■ Input
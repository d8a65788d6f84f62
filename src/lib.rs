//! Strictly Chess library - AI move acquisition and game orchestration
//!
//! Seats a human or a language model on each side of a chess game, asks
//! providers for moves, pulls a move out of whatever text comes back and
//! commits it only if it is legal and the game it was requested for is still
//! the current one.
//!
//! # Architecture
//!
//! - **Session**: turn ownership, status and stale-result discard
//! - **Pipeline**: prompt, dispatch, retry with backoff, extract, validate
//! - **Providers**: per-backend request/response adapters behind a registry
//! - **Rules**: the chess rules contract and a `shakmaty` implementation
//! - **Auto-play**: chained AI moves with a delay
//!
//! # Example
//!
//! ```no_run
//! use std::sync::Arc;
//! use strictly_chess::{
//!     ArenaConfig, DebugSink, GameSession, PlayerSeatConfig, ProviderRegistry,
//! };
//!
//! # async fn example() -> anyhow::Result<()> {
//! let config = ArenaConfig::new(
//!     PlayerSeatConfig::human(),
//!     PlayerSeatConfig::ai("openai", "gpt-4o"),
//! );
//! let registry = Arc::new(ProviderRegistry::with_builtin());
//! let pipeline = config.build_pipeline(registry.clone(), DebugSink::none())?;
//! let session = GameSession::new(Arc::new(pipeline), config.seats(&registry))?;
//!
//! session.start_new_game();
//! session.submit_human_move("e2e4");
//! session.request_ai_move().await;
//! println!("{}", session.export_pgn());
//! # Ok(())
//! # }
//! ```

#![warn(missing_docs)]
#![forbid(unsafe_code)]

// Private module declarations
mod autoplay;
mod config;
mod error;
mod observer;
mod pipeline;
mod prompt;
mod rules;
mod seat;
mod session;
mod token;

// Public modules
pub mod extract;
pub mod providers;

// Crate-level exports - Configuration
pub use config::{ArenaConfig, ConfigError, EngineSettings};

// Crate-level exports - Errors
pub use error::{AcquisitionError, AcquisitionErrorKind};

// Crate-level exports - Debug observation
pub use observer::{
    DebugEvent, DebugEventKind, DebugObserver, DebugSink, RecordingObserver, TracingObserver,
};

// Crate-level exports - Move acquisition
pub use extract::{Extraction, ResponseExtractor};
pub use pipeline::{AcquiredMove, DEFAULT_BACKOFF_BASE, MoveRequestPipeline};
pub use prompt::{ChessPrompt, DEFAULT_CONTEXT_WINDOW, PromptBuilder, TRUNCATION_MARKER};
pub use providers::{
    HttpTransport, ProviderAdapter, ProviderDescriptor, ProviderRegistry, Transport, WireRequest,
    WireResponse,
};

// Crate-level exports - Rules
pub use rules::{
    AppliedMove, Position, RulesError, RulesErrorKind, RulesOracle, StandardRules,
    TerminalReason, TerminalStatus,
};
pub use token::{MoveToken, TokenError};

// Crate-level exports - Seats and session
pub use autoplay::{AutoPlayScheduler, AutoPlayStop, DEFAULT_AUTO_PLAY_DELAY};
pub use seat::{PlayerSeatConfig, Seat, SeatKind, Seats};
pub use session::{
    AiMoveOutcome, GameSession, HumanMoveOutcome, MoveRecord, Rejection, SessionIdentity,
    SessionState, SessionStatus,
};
--
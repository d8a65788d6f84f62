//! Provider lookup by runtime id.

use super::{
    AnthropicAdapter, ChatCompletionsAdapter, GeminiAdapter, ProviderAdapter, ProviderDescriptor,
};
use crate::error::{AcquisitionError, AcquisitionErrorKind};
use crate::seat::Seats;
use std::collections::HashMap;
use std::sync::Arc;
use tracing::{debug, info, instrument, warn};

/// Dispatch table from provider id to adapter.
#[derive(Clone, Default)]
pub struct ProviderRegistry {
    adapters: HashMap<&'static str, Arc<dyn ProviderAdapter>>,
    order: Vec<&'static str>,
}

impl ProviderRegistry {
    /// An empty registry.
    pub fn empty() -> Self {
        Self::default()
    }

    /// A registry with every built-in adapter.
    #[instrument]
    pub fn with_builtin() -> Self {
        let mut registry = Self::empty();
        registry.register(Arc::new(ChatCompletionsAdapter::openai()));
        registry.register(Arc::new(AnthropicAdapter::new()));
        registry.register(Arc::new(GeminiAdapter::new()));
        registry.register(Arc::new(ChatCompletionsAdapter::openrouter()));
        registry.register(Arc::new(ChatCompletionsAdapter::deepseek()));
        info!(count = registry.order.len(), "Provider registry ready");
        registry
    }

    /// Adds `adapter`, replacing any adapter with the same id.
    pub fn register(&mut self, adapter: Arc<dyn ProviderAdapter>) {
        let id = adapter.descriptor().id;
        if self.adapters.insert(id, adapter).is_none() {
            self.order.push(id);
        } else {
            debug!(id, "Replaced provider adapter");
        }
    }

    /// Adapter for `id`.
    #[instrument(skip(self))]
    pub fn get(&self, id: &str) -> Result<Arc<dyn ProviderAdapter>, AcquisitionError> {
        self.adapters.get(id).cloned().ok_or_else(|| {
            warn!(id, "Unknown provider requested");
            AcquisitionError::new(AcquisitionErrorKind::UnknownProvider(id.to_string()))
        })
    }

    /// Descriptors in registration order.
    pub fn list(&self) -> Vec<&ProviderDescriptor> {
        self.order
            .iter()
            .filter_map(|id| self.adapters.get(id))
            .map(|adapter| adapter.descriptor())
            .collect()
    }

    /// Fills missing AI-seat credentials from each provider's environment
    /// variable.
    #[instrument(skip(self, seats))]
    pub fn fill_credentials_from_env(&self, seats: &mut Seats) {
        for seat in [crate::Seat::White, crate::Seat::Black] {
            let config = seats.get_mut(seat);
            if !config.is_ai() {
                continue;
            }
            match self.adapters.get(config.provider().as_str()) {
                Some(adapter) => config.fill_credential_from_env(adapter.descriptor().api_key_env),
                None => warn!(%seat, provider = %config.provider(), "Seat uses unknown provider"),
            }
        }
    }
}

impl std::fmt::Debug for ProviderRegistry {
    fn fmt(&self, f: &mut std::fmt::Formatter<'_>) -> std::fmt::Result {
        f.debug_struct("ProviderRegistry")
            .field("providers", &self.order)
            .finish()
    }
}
* * *
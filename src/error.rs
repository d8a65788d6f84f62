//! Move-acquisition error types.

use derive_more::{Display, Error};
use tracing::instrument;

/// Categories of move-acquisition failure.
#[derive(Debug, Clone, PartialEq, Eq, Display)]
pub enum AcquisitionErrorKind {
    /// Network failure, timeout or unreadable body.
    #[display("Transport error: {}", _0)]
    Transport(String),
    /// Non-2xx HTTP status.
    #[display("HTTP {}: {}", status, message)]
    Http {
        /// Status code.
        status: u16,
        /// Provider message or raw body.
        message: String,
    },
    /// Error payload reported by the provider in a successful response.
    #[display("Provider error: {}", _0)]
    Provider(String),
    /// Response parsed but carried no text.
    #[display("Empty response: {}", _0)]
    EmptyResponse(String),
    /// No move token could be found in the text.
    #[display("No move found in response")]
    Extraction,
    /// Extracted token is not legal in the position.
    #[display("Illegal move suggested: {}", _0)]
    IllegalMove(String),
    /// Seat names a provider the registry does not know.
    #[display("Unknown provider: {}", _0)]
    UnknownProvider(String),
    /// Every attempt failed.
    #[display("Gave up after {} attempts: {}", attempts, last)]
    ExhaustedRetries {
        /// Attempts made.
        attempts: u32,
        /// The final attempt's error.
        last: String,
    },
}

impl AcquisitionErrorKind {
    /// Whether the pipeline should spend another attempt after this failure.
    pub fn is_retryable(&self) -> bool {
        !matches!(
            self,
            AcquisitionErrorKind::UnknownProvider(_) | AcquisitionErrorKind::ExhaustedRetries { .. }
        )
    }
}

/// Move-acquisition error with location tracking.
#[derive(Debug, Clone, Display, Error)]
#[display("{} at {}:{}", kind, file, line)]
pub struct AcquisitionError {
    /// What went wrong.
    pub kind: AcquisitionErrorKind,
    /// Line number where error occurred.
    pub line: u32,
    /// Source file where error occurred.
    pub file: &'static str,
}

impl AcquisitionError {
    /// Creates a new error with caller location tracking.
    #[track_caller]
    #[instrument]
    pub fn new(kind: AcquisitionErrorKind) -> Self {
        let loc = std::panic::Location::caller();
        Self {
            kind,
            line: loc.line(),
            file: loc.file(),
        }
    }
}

■ Your goal
Reply with nothing but the number of lines in the listing that include "found".

■ Exercise result
2